Prévue de longue date (et bien avant "l'autre" manifestation du jour), les défilés du 24 novembre initiés par le mouvement #NousToutes se sont déroulés dans une ambiance bon enfant, mais consciente de la gravité du combat. Petit tour d'horizon des slogans féministes entonnés dans 50 villes de France.

Manifestation #NousToutes contre les violences faites aux femmes, samedi 24 novembre à Rennes
Manifestation #NousToutes contre les violences faites aux femmes, samedi 24 novembre à Rennes © Maxppp / Joel Le Gall

Leur plus grande crainte, c'était d'être invisibles, comme l'ont été pendant longtemps les violences faites aux femmes. Pourtant, la mobilisation était prévue depuis plusieurs mois, largement relayée par un mot-dièse #NousToutes sur les réseaux sociaux, et accompagnée plus récemment d'une tribune, relayée notamment par France Inter.

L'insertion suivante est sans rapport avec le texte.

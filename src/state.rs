//! Shared application state for request handlers.

use std::sync::Arc;

use crate::check::Check;
use crate::config::AppConfig;

/// Shared application state, cloneable across handlers via Arc-wrapped fields.
///
/// Holds the loaded configuration and the one [`Check`] that every component
/// reports into and the health endpoint reads from.
#[derive(Clone)]
pub struct AppState {
    pub config: Arc<AppConfig>,
    pub check: Arc<Check>,
}

impl AppState {
    /// Creates a new application state from the given configuration and check.
    pub fn new(config: AppConfig, check: Arc<Check>) -> Self {
        Self {
            config: Arc::new(config),
            check,
        }
    }
}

Mais l'annonce il y a quelques jours d'une autre manifestation, celle des "gilets jaunes" à Paris, en même temps que cette marche en violet à l'occasion de la Journée internationale pour l'élimination de la violence à l'égard des femmes, avait de quoi inquiéter, voire énerver les participantes.

Finalement, la large mobilisation semble leur donner raison : les panneaux violets se sont multipliés un peu partout en France. À Paris, ils ont même été particulièrement nombreux, avec 12.000 manifestants selon la préfecture de police (contre 8.000 dans la capitale pour la manifestation des "gilets jaunes"), 30.000 selon les organisateurs, qui évoquent au total 50.000 personnes mobilisées dans toute la France.

Des panneaux pleins de slogans inventifs, et ce dès les premiers cortèges lancés à Rennes, l'une des premières villes à lancer le mouvement ce 24 novembre...

Même mobilisation enthousiaste dans les autres villes mobilisées (une cinquantaine de marches étaient prévues toute la journée à travers la France). Illustration à Toulouse, où l'on rappelle que "les hommes ont peur que les femmes se moquent d'eux, les femmes ont peur que les hommes les tuent"....

...à Marseille, où l'on assure à toutes les femmes qu'elles ne sont "pas seules"...

...à Lyon, avec un vaste rassemblement célébrant notamment les "sorcières" (figure classique du féminisme)...

...à Montpellier, où l'on appelle à arrêter "de servir et de faire jouir" les hommes...

...et un peu partout ailleurs.

À Paris, un cortège bien rempli

Simultanément ou presque, dans la capitale, la manifestation faisait le plein place de l'Opéra, pleine à craquer selon les journalistes sur place, un véritable "raz-de-marée violet". Le cortège devait défiler jusqu'à la place de la République. Là encore, avec toutes sortes de slogans et d'affiches drôles ou provocantes, mais toujours engagées et signes d'une colère globale.

Par endroits, la manifestation prend un ton moins enjoué, lorsque des panneaux évoquent le souvenir de victimes de féminicides ou plus largement des violences sexistes.

Le tout en présence aussi de plusieurs représentants politiques.

Reste à savoir si toutes ces voix porteront jusqu'à Emmanuel Macron, dont les tympans sont déjà très sollicités depuis une semaine.